Reverse-transcription PCR. Oligonucleotide primers for RT-PCR were designed according to the published sequences (Genbank Accession numbers: SOCS1, NM_003745.1; SOCS3, NM_003955.3; SOCS5, NM_194449.2; GAPDH, NM_002046). The primers used were as follows: SOCS1 forward primer, 5′-TTC CGC ACA TTC CGT TCG-3′; SOCS1 reverse primer, 5′-CTG CCA TCC AGG TGA AAG-3′; SOCS3 forward primer, 5′-TCA CCC ACA GCA AGT TTC-3′; SOCS3 reverse primer, 5′-GGA GTA GAT ATA GGC TC-3′; SOCS5 forward primer, 5′-TCT AGA AAT CCC GCC CCT CTA AAG-3′; SOCS5 reverse primer, 5′-CTC GAG GAA AAA GCC TAA CAC TGC TAC G-3′; GAPDH forward primer (870-889), 5′-TGA CAT CAA GAA GGT GGT GA-3′; GAPDH reverse primer (1060-1079), 5′-TCC ACC ACC CTG TTG CTG TA-3′. RT-PCR was performed using the following conditions: SOCS1: 95°C for 1 min, 53°C for 45 s, 72°C for 1 min, 30 cycles; SOCS3: 95°C for 1 min, 52°C for 45 s, 72°C for 45 s, 30 cycles; SOCS5: 95°C for 1 min and 30 s, 59°C for 45 s, 72°C for 1 min and 30 s, 30 cycles; GAPDH: 95°C for 30 s, 53°C for 30 s, 72°C for 1 min, 30 cycles.

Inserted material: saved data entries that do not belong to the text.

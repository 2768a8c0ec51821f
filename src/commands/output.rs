//! stdout / stderr / grep: pattern matching commands

use crate::engine::{Cmd, CmdResult, CmdUsage};
use crate::error::{ErrorKind, ScriptError};
use crate::state::State;

// ──────────────────────────────────────────────────────────
// stdout: match stdout against pattern
// ──────────────────────────────────────────────────────────

pub(super) struct StdoutCmd;

impl Cmd for StdoutCmd {
    fn run(&self, state: &mut State, neg: bool, args: &[String]) -> Result<CmdResult, ScriptError> {
        let pattern = single_pattern("stdout", args)?;
        let content = state.stdout.clone();
        match_content(state, "stdout", neg, pattern, &content)
    }

    fn usage(&self) -> CmdUsage {
        CmdUsage {
            summary: "Match the last captured stdout against a pattern".into(),
            args: "pattern".into(),
        }
    }
}

// ──────────────────────────────────────────────────────────
// stderr: match stderr against pattern
// ──────────────────────────────────────────────────────────

pub(super) struct StderrCmd;

impl Cmd for StderrCmd {
    fn run(&self, state: &mut State, neg: bool, args: &[String]) -> Result<CmdResult, ScriptError> {
        let pattern = single_pattern("stderr", args)?;
        let content = state.stderr.clone();
        match_content(state, "stderr", neg, pattern, &content)
    }

    fn usage(&self) -> CmdUsage {
        CmdUsage {
            summary: "Match the last captured stderr against a pattern".into(),
            args: "pattern".into(),
        }
    }
}

// ──────────────────────────────────────────────────────────
// grep: regex search in a file
// ──────────────────────────────────────────────────────────

pub(super) struct GrepCmd;

impl Cmd for GrepCmd {
    fn run(&self, state: &mut State, neg: bool, args: &[String]) -> Result<CmdResult, ScriptError> {
        let [pattern, file] = args else {
            return Err(ScriptError::usage("grep", "pattern file"));
        };
        let content = state.read_file(file)?;
        match_content(state, file, neg, pattern, &content)
    }

    fn usage(&self) -> CmdUsage {
        CmdUsage {
            summary: "Search for a pattern in a file".into(),
            args: "pattern file".into(),
        }
    }
}

// ──────────────────────────────────────────────────────────
// Shared helpers
// ──────────────────────────────────────────────────────────

fn single_pattern<'a>(name: &str, args: &'a [String]) -> Result<&'a str, ScriptError> {
    match args {
        [pattern] => Ok(pattern),
        _ => Err(ScriptError::usage(name, "pattern")),
    }
}

/// Compile a pattern in multi-line mode with a bounded program size.
fn compile_regex(pattern: &str) -> Result<regex::Regex, ScriptError> {
    regex::RegexBuilder::new(&format!("(?m){}", pattern))
        .size_limit(1 << 20)
        .build()
        .map_err(|e| ScriptError::new(ErrorKind::UsageError, format!("invalid pattern {:?}: {}", pattern, e)))
}

/// Assert that `content` matches `pattern`, or with `neg` that it does not.
/// `what` names the searched text in failure messages.
fn match_content(
    state: &mut State,
    what: &str,
    neg: bool,
    pattern: &str,
    content: &str,
) -> Result<CmdResult, ScriptError> {
    let re = compile_regex(pattern)?;

    match (re.find(content), neg) {
        (Some(m), true) => {
            state.logf(&format!("[{}]\n{}", what, content));
            Err(ScriptError::assertion(format!(
                "unexpected match for {:?} found in {}: {}",
                pattern,
                what,
                enclosing_line(content, m.start(), m.end())
            )))
        }
        (None, false) => {
            state.logf(&format!("[{}]\n{}", what, content));
            Err(ScriptError::assertion(format!("no match for {:?} found in {}", pattern, what)))
        }
        _ => Ok(CmdResult::Ok),
    }
}

/// The full line(s) containing the byte range `start..end`.
fn enclosing_line(content: &str, start: usize, end: usize) -> &str {
    let from = content[..start].rfind('\n').map(|p| p + 1).unwrap_or(0);
    let to = content[end..].find('\n').map(|p| end + p).unwrap_or(content.len());
    &content[from..to]
}
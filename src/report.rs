//! Reporting sink
//!
//! The interpreter never aborts the process. It records outcomes on a
//! [`Reporter`] and returns; whoever owns the sink decides what a failure
//! means for the rest of the run.

use std::fmt;

/// Pass/fail/skip bookkeeping consumed by a script session.
pub trait Reporter {
    /// Mark the script skipped. Not a failure.
    fn skip(&mut self, msg: &str);

    /// Mark the script failed.
    fn fail(&mut self, msg: &str);

    /// Record a log line.
    fn log(&mut self, msg: &str);

    /// Whether `fail` has been called.
    fn has_failed(&self) -> bool;

    fn failf(&mut self, args: fmt::Arguments<'_>) {
        self.fail(&args.to_string());
    }

    fn logf(&mut self, args: fmt::Arguments<'_>) {
        self.log(&args.to_string());
    }
}

/// Recording sink for one script, used by the run orchestrator.
#[derive(Debug, Default, Clone)]
pub struct CaseReport {
    /// Failure messages, in the order reported
    pub failures: Vec<String>,
    /// Skip reason, if the script skipped itself
    pub skipped: Option<String>,
    /// Everything logged
    pub log: String,
}

impl CaseReport {
    pub fn new() -> Self {
        Self::default()
    }

    pub fn is_skipped(&self) -> bool {
        self.skipped.is_some()
    }

    /// The first failure, which is the one that stopped the script.
    pub fn first_failure(&self) -> Option<&str> {
        self.failures.first().map(|s| s.as_str())
    }
}

impl Reporter for CaseReport {
    fn skip(&mut self, msg: &str) {
        self.skipped = Some(msg.to_string());
    }

    fn fail(&mut self, msg: &str) {
        self.failures.push(msg.to_string());
    }

    fn log(&mut self, msg: &str) {
        self.log.push_str(msg);
        if !msg.ends_with('\n') {
            self.log.push('\n');
        }
    }

    fn has_failed(&self) -> bool {
        !self.failures.is_empty()
    }
}

#[cfg(test)]
mod tests {
    use super::*;

    #[test]
    fn test_case_report_records_outcomes() {
        let mut r = CaseReport::new();
        assert!(!r.has_failed());
        r.logf(format_args!("line {}", 1));
        r.failf(format_args!("script:{}: boom", 2));
        r.fail("second");
        assert!(r.has_failed());
        assert_eq!(r.first_failure(), Some("script:2: boom"));
        assert_eq!(r.log, "line 1\n");
    }

    #[test]
    fn test_skip_is_not_failure() {
        let mut r = CaseReport::new();
        r.skip("not today");
        assert!(r.is_skipped());
        assert!(!r.has_failed());
    }
}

Cell viability. Cell viability was evaluated in UTC cells transduced with empty vector, SOCS1, SOCS3, or SOCS5 and treated with Taxol (5 μmol/L; Sigma) or Doxorubicin (5 μmol/L; Sigma), for 24, 48, or 72 h. The number of viable cells was detected using CellTiter Aqueous Assay kit (Promega Corporation) accordingly to manufacturer's instructions. HuT78 cells plated at 2 × 10⁵/mL and treated with an agonistic anti-CD95 antibody (CH-11; 200 ng/mL) were used as a positive control for cell death measurement. Death of empty vector, SOCS1, SOCS3, or SOCS5 after treatment with chemotherapeutic agents was also analyzed by ethidium bromide staining.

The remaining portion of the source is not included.